People who consider cats cruel, selfish, unloving, fawning, and antisocial, project onto cats what their motives would be if they behaved similarly. According to animal behaviorists....
Asking for food, eating it, and then seeking privacy in which to bathe and nap only means that cats feel drowsy after they eat, and that they prefer to sleep in secluded places where they are safe from large predators. Likewise, they wash away food odors so that large predators can’t locate them.... Cat critics are also wrong in thinking that cats have repeatedly capture the same bird or mouse because they’re cruel, the truth being that they are honing their hunting skills. As for other errors...
While it is true some cats dominate other cats, such behavior is situational rather than ongoing, and—unless it results from close confinement—the roles of dominator and dominated reverse after a few months. Although males often fight over females, the queen (for that is what she is called) reserves the right to choose her mate, and she often chooses the loser.... Male cats have the reputation for being absentee fathers, yet some males love their own kittens and—as with Brewsky—the kittens of other males, and even the offspring of other species.

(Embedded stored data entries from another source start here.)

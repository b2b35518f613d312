use std::sync::LazyLock;

use regex::bytes::Regex;

use crate::types::CropBoxMatch;

/// `/CropBox`, optional whitespace, `[`, then the shortest run without `[` up to `]`.
/// ASCII mode: `\s` is space, \t, \n, \v, \f or \r, and the interior may span lines.
static CROP_BOX_RE: LazyLock<Regex> = LazyLock::new(|| {
    Regex::new(r"(?-u)/CropBox\s*\[\s*([^\[]+?)\]").expect("CropBox pattern is valid")
});

/// Raw PDF bytes, scanned without building an object model
pub struct Document<'a> {
    data: &'a [u8],
}

impl<'a> Document<'a> {
    pub fn new(data: &'a [u8]) -> Self {
        Self { data }
    }

    pub fn data(&self) -> &'a [u8] {
        self.data
    }

    /// Every non-overlapping CropBox directive, in document order.
    ///
    /// Matches are located on the original bytes only.
    pub fn crop_boxes(&self) -> impl Iterator<Item = CropBoxMatch<'a>> + use<'a> {
        let data = self.data;
        CROP_BOX_RE.captures_iter(data).filter_map(move |caps| {
            let whole = caps.get(0)?;
            let interior = caps.get(1)?;
            Some(CropBoxMatch {
                span: whole.range(),
                original: &data[whole.range()],
                interior: &data[interior.range()],
                interior_start: interior.start(),
            })
        })
    }

    #[tracing::instrument(skip(self), fields(data_len = self.data.len()))]
    pub fn crop_box_count(&self) -> usize {
        self.crop_boxes().count()
    }
}
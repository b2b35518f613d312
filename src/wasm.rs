use wasm_bindgen::prelude::*;

use crate::{Offsets, rewrite};

/// Initialize panic hook for better error messages in browser console
#[wasm_bindgen(start)]
pub fn init() {
    console_error_panic_hook::set_once();
}

/// Rewrite every CropBox with offsets given as "left,bottom,right,top"
#[wasm_bindgen]
pub fn crop_pdf(data: &[u8], offsets: &str) -> Result<Vec<u8>, JsValue> {
    let offsets: Offsets = offsets
        .parse()
        .map_err(|e| JsValue::from_str(&format!("Offsets error: {}", e)))?;

    rewrite(data, &offsets).map_err(|e| JsValue::from_str(&format!("Rewrite error: {}", e)))
}

/// Rewrite every CropBox with the default offsets
#[wasm_bindgen]
pub fn crop_pdf_default(data: &[u8]) -> Result<Vec<u8>, JsValue> {
    rewrite(data, &Offsets::default())
        .map_err(|e| JsValue::from_str(&format!("Rewrite error: {}", e)))
}
/// A whitespace-delimited piece of a CropBox interior
#[derive(Debug, Clone, Copy, PartialEq, Eq)]
pub struct Token<'a> {
    pub text: &'a [u8],
    /// Absolute byte offset of the token in the document
    pub position: usize,
}

/// Result of coercing a token to an integer
#[derive(Debug, Clone, Copy, PartialEq, Eq)]
pub struct Coerced {
    pub value: i64,
    /// True when the whole token was a plain integer
    pub clean: bool,
}

pub struct Lexer<'a> {
    data: &'a [u8],
    pos: usize,
    base: usize,
}

impl<'a> Lexer<'a> {
    pub fn new(data: &'a [u8]) -> Self {
        Self::with_base(data, 0)
    }

    /// Lexer whose token positions are reported relative to `base`
    pub fn with_base(data: &'a [u8], base: usize) -> Self {
        Self { data, pos: 0, base }
    }

    pub fn data(&self) -> &'a [u8] {
        self.data
    }

    pub fn position(&self) -> usize {
        self.base + self.pos
    }

    /// Peek at current byte without consuming
    fn peek(&self) -> Option<u8> {
        self.data.get(self.pos).copied()
    }

    /// Skip ASCII whitespace (space, \t, \n, \v, \f, \r)
    pub fn skip_whitespace(&mut self) {
        while matches!(self.peek(), Some(b) if is_whitespace(b)) {
            self.pos += 1;
        }
    }

    /// Main entry point - get next token
    pub fn next_token(&mut self) -> Option<Token<'a>> {
        self.skip_whitespace();

        let start = self.pos;
        while matches!(self.peek(), Some(b) if !is_whitespace(b)) {
            self.pos += 1;
        }

        if start == self.pos {
            return None; // EOF
        }

        Some(Token {
            text: &self.data[start..self.pos],
            position: self.base + start,
        })
    }
}

impl<'a> Iterator for Lexer<'a> {
    type Item = Token<'a>;

    fn next(&mut self) -> Option<Token<'a>> {
        self.next_token()
    }
}

fn is_whitespace(b: u8) -> bool {
    matches!(b, b' ' | b'\t' | b'\n' | 0x0B | 0x0C | b'\r')
}

/// Read the leading integer of a token, 0 when there is none.
///
/// An optional sign followed by the longest run of digits; anything after
/// is ignored, so `600.5` reads as 600 and `abc` as 0. Overflow saturates.
pub fn coerce_int(token: &[u8]) -> Coerced {
    let (negative, sign_len) = match token.first() {
        Some(b'-') => (true, 1),
        Some(b'+') => (false, 1),
        _ => (false, 0),
    };

    let digits = &token[sign_len..];
    let digit_count = digits.iter().take_while(|b| b.is_ascii_digit()).count();

    let mut value: i64 = 0;
    for &d in &digits[..digit_count] {
        let d = i64::from(d - b'0');
        value = if negative {
            value.saturating_mul(10).saturating_sub(d)
        } else {
            value.saturating_mul(10).saturating_add(d)
        };
    }

    Coerced {
        value,
        clean: digit_count > 0 && sign_len + digit_count == token.len(),
    }
}
use std::ops::Range;

use crate::parser::Lexer;

/// One `/CropBox[...]` directive located in the raw document bytes
#[derive(Debug, Clone, PartialEq, Eq)]
pub struct CropBoxMatch<'a> {
    /// Byte range of the whole directive in the document
    pub span: Range<usize>,
    /// The matched bytes, from `/CropBox` up to and including `]`
    pub original: &'a [u8],
    /// Bytes between the brackets, leading whitespace excluded
    pub interior: &'a [u8],
    /// Absolute offset of `interior` in the document
    pub interior_start: usize,
}

impl<'a> CropBoxMatch<'a> {
    pub fn position(&self) -> usize {
        self.span.start
    }

    pub fn len(&self) -> usize {
        self.original.len()
    }

    pub fn is_empty(&self) -> bool {
        self.original.is_empty()
    }

    /// Whitespace-separated tokens of the bracket interior
    pub fn tokens(&self) -> Lexer<'a> {
        Lexer::with_base(self.interior, self.interior_start)
    }
}
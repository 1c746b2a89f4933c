//! Composes the profile sections into the outer scroll viewport
//!
//! Header, highlights and tab bar render into a scratch buffer of their full
//! height and are copied in clipped; the content pane renders only the grid
//! rows that are visible.

use ratatui::buffer::Buffer;
use ratatui::layout::{Position, Rect};
use ratatui::style::{Modifier, Style};
use ratatui::Frame;

use folio_core::scroll::{Placement, SectionKind};

use crate::app::App;

use super::{HighlightsWidget, PagerWidget, ProfileHeaderWidget, TabBarWidget};

const SPINNER: [&str; 4] = ["|", "/", "-", "\\"];

pub struct ScrollViewWidget;

impl ScrollViewWidget {
    pub fn render(frame: &mut Frame, area: Rect, app: &App) {
        let buf = frame.buffer_mut();
        let base = Style::default().bg(app.theme.bg0).fg(app.theme.fg0);
        buf.set_style(area, base);

        for placement in app.scroller.layout() {
            let target = Rect::new(area.x, area.y + placement.y, area.width, placement.height)
                .intersection(area);
            if target.is_empty() {
                continue;
            }
            match placement.kind {
                SectionKind::Header => Self::render_clipped(
                    buf,
                    target,
                    placement,
                    ProfileHeaderWidget::HEIGHT,
                    base,
                    |area, scratch| ProfileHeaderWidget::render(area, scratch, app),
                ),
                SectionKind::Highlights => Self::render_clipped(
                    buf,
                    target,
                    placement,
                    HighlightsWidget::HEIGHT,
                    base,
                    |area, scratch| HighlightsWidget::render(area, scratch, app),
                ),
                SectionKind::TabBar => Self::render_clipped(
                    buf,
                    target,
                    placement,
                    TabBarWidget::HEIGHT,
                    base,
                    |area, scratch| TabBarWidget::render(area, scratch, app),
                ),
                SectionKind::Content => PagerWidget::render(target, placement.clip_top, buf, app),
            }
        }

        Self::render_refresh_overlay(area, buf, app);
    }

    fn render_clipped(
        buf: &mut Buffer,
        target: Rect,
        placement: Placement,
        full_height: u16,
        base: Style,
        draw: impl FnOnce(Rect, &mut Buffer),
    ) {
        let mut scratch = Buffer::empty(Rect::new(0, 0, target.width, full_height));
        scratch.set_style(scratch.area, base);
        draw(scratch.area, &mut scratch);
        blit(
            &scratch,
            buf,
            (
                target.x as i32,
                target.y as i32 - placement.clip_top as i32,
            ),
            target,
        );
    }

    /// Pull progress or refresh spinner. Drawn on the top row at the top of
    /// the list, otherwise on the bottom row so the pinned tab bar stays clear.
    fn render_refresh_overlay(area: Rect, buf: &mut Buffer, app: &App) {
        if area.height == 0 {
            return;
        }
        let text = if app.is_refreshing() {
            format!("{} Refreshing", SPINNER[app.spinner_frame % SPINNER.len()])
        } else {
            let progress = app.scroller.pull_progress();
            if progress <= 0.0 {
                return;
            }
            let filled = (progress * 5.0).round() as usize;
            format!("Pull to refresh {}{}", "●".repeat(filled), "○".repeat(5 - filled))
        };
        let width = text.chars().count() as u16;
        let x = area.x + area.width.saturating_sub(width) / 2;
        let y = if app.scroller.scroll() == 0 {
            area.y
        } else {
            area.bottom() - 1
        };
        buf.set_string(
            x,
            y,
            text,
            Style::default()
                .fg(app.theme.info)
                .bg(app.theme.bg0)
                .add_modifier(Modifier::BOLD),
        );
    }
}

/// Copy every cell of `src` moved by `offset` into `dst`, keeping only
/// cells that land inside `clip`
pub fn blit(src: &Buffer, dst: &mut Buffer, offset: (i32, i32), clip: Rect) {
    let clip = clip.intersection(dst.area);
    let area = src.area;
    for y in area.top()..area.bottom() {
        let ty = y as i32 + offset.1;
        if ty < clip.top() as i32 || ty >= clip.bottom() as i32 {
            continue;
        }
        for x in area.left()..area.right() {
            let tx = x as i32 + offset.0;
            if tx < clip.left() as i32 || tx >= clip.right() as i32 {
                continue;
            }
            if let (Some(cell), Some(slot)) = (
                src.cell(Position::new(x, y)),
                dst.cell_mut(Position::new(tx as u16, ty as u16)),
            ) {
                *slot = cell.clone();
            }
        }
    }
}
use crossterm::event::{KeyCode, KeyEvent, KeyModifiers, MouseButton, MouseEvent, MouseEventKind};

use folio_core::scroll::SectionKind;

use crate::app::{App, Mode};
use crate::keymap::{KeyBinding, Keymap};

/// Input action that can be performed
#[derive(Debug, Clone, Copy, PartialEq, Eq)]
pub enum Action {
    Quit,
    // Tab bar (taps)
    NextTab,
    PrevTab,
    SelectTab(usize),
    // Content pager (swipes)
    SwipeNext,
    SwipePrev,
    BeginDrag(u16),
    DragTo(u16),
    EndDrag,
    // Outer scroll
    ScrollDown,
    ScrollUp,
    ScrollHalfPageDown,
    ScrollHalfPageUp,
    ScrollPageDown,
    ScrollPageUp,
    JumpToTop,
    JumpToBottom,
    PendingG, // First 'g' press, waiting for second 'g'
    HighlightsLeft,
    HighlightsRight,
    Refresh,
    ToggleHelp,
    ExitMode,
    None,
}

/// crossterm reports Shift+Tab as BackTab and adds SHIFT to shifted
/// punctuation; fold both into the form `parse_key_binding` produces
fn normalize(key: KeyEvent) -> KeyBinding {
    match key.code {
        KeyCode::BackTab => KeyBinding::shift(KeyCode::Tab),
        KeyCode::Char(c) if !c.is_ascii_alphabetic() => {
            KeyBinding::new(key.code, key.modifiers.difference(KeyModifiers::SHIFT))
        }
        _ => KeyBinding::new(key.code, key.modifiers),
    }
}

/// Handle a key event and return the corresponding action
pub fn handle_key_event(key: KeyEvent, app: &App, keymap: &Keymap) -> Action {
    if app.mode == Mode::Help {
        // Any key exits help
        return Action::ExitMode;
    }

    let binding = normalize(key);

    if let Some(sequence) = keymap.g_sequence(&binding) {
        return if app.pending_key == Some('g') {
            sequence
        } else {
            Action::PendingG
        };
    }

    if let Some(action) = keymap.get(&binding) {
        return action;
    }

    // Digits select a tab directly
    if let (KeyCode::Char(c @ '1'..='9'), KeyModifiers::NONE) = (binding.code, binding.modifiers) {
        return Action::SelectTab(c as usize - '1' as usize);
    }

    Action::None
}

/// Handle a mouse event over the profile screen
pub fn handle_mouse_event(mouse: MouseEvent, app: &App) -> Action {
    if app.mode == Mode::Help {
        return match mouse.kind {
            MouseEventKind::Down(_) => Action::ExitMode,
            _ => Action::None,
        };
    }

    match mouse.kind {
        MouseEventKind::ScrollDown => Action::ScrollDown,
        MouseEventKind::ScrollUp => Action::ScrollUp,
        MouseEventKind::Down(MouseButton::Left) => match app.hit_test(mouse.column, mouse.row) {
            Some((SectionKind::TabBar, _)) => app
                .tab_at_column(mouse.column)
                .map(Action::SelectTab)
                .unwrap_or(Action::None),
            Some((SectionKind::Content, _)) => Action::BeginDrag(mouse.column),
            _ => Action::None,
        },
        MouseEventKind::Drag(MouseButton::Left) if app.is_dragging() => {
            Action::DragTo(mouse.column)
        }
        MouseEventKind::Up(MouseButton::Left) if app.is_dragging() => Action::EndDrag,
        _ => Action::None,
    }
}
//! Deterministic content items and fixed-column grid geometry

use serde::Serialize;
use url::Url;

use crate::{Error, Result};

/// One grid cell. Identity is derived from its position, so it is stable
/// across re-renders without any stored ids.
#[derive(Debug, Clone, PartialEq, Eq, Serialize)]
pub struct ContentItem {
    pub id: String,
    pub source_ref: String,
}

/// Image URL template with a `{n}` placeholder
#[derive(Debug, Clone, PartialEq, Eq)]
pub struct SourceTemplate {
    template: String,
}

impl SourceTemplate {
    const PLACEHOLDER: &'static str = "{n}";

    pub fn new(template: impl Into<String>) -> Result<Self> {
        let template = template.into();
        if !template.contains(Self::PLACEHOLDER) {
            return Err(Error::Template(format!(
                "'{}' has no {} placeholder",
                template,
                Self::PLACEHOLDER
            )));
        }
        let source = Self { template };
        // Validate with a concrete value
        Url::parse(&source.render(0))?;
        Ok(source)
    }

    pub fn render(&self, n: u64) -> String {
        self.template.replace(Self::PLACEHOLDER, &n.to_string())
    }
}

/// Produces the items of one category
#[derive(Debug, Clone, PartialEq, Eq)]
pub struct ItemGenerator {
    category_offset: u32,
    count: usize,
    template: SourceTemplate,
}

impl ItemGenerator {
    pub fn new(category_offset: u32, count: usize, template: SourceTemplate) -> Self {
        Self {
            category_offset,
            count,
            template,
        }
    }

    pub fn count(&self) -> usize {
        self.count
    }

    pub fn category_offset(&self) -> u32 {
        self.category_offset
    }

    /// Lazy, finite sequence. Every call starts over and yields the same items.
    pub fn items(&self) -> Items<'_> {
        Items {
            generator: self,
            next: 0,
        }
    }

    pub fn item(&self, index: usize) -> Option<ContentItem> {
        (index < self.count).then(|| ContentItem {
            id: index.to_string(),
            source_ref: self
                .template
                .render(self.category_offset as u64 + index as u64),
        })
    }
}

#[derive(Debug, Clone)]
pub struct Items<'a> {
    generator: &'a ItemGenerator,
    next: usize,
}

impl Iterator for Items<'_> {
    type Item = ContentItem;

    fn next(&mut self) -> Option<Self::Item> {
        let item = self.generator.item(self.next)?;
        self.next += 1;
        Some(item)
    }

    fn size_hint(&self) -> (usize, Option<usize>) {
        let left = self.generator.count.saturating_sub(self.next);
        (left, Some(left))
    }
}

impl ExactSizeIterator for Items<'_> {}

/// Cell position inside a grid, relative to the grid origin
#[derive(Debug, Clone, Copy, PartialEq, Eq)]
pub struct CellRect {
    pub x: u16,
    pub y: u16,
    pub width: u16,
    pub height: u16,
}

/// Fixed-column grid. Row height follows the category's aspect ratio.
#[derive(Debug, Clone, Copy, PartialEq)]
pub struct GridLayout {
    columns: u16,
    /// Cell height / cell width
    aspect_ratio: f64,
    /// Rows per column of width on the host surface
    vertical_scale: f64,
}

impl GridLayout {
    pub fn new(columns: u16, aspect_ratio: f64, vertical_scale: f64) -> Self {
        Self {
            columns: columns.max(1),
            aspect_ratio,
            vertical_scale,
        }
    }

    pub fn columns(&self) -> u16 {
        self.columns
    }

    pub fn aspect_ratio(&self) -> f64 {
        self.aspect_ratio
    }

    pub fn cell_width(&self, width: u16) -> u16 {
        width / self.columns
    }

    pub fn row_height(&self, width: u16) -> u16 {
        let cell = self.cell_width(width) as f64;
        (cell * self.aspect_ratio * self.vertical_scale).round().max(1.0) as u16
    }

    pub fn rows(&self, count: usize) -> usize {
        count.div_ceil(self.columns as usize)
    }

    pub fn content_height(&self, width: u16, count: usize) -> u16 {
        let rows = self.rows(count) as u32 * self.row_height(width) as u32;
        rows.min(u16::MAX as u32) as u16
    }

    /// Cell for item `index`. The last column absorbs the division remainder.
    pub fn cell_rect(&self, index: usize, width: u16) -> CellRect {
        let columns = self.columns as usize;
        let column = (index % columns) as u16;
        let row = (index / columns) as u32;
        let cell_width = self.cell_width(width);
        let height = self.row_height(width);
        let x = column * cell_width;
        let w = if column + 1 == self.columns {
            width.saturating_sub(x)
        } else {
            cell_width
        };
        CellRect {
            x,
            y: (row * height as u32).min(u16::MAX as u32) as u16,
            width: w,
            height,
        }
    }
}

The following is from the Desiderata* poster that graced the walls of teenagers during the ‘60s and ‘70s:
“Go placidly amid the noise and the haste, and remember what peace there may be in silence… As far as possible, without surrender, be on good terms with all persons… Speak your truth quietly and clearly…Avoid loud and aggressive persons… do not feign affection… in the noisy confusion of life, keep peace in your soul… do not distress yourself with dark imaginings. You are a child of the universe no less than the trees and the stars; you have a right to be here.”
To humans, these are aspirational values; to cats, they’re descriptive.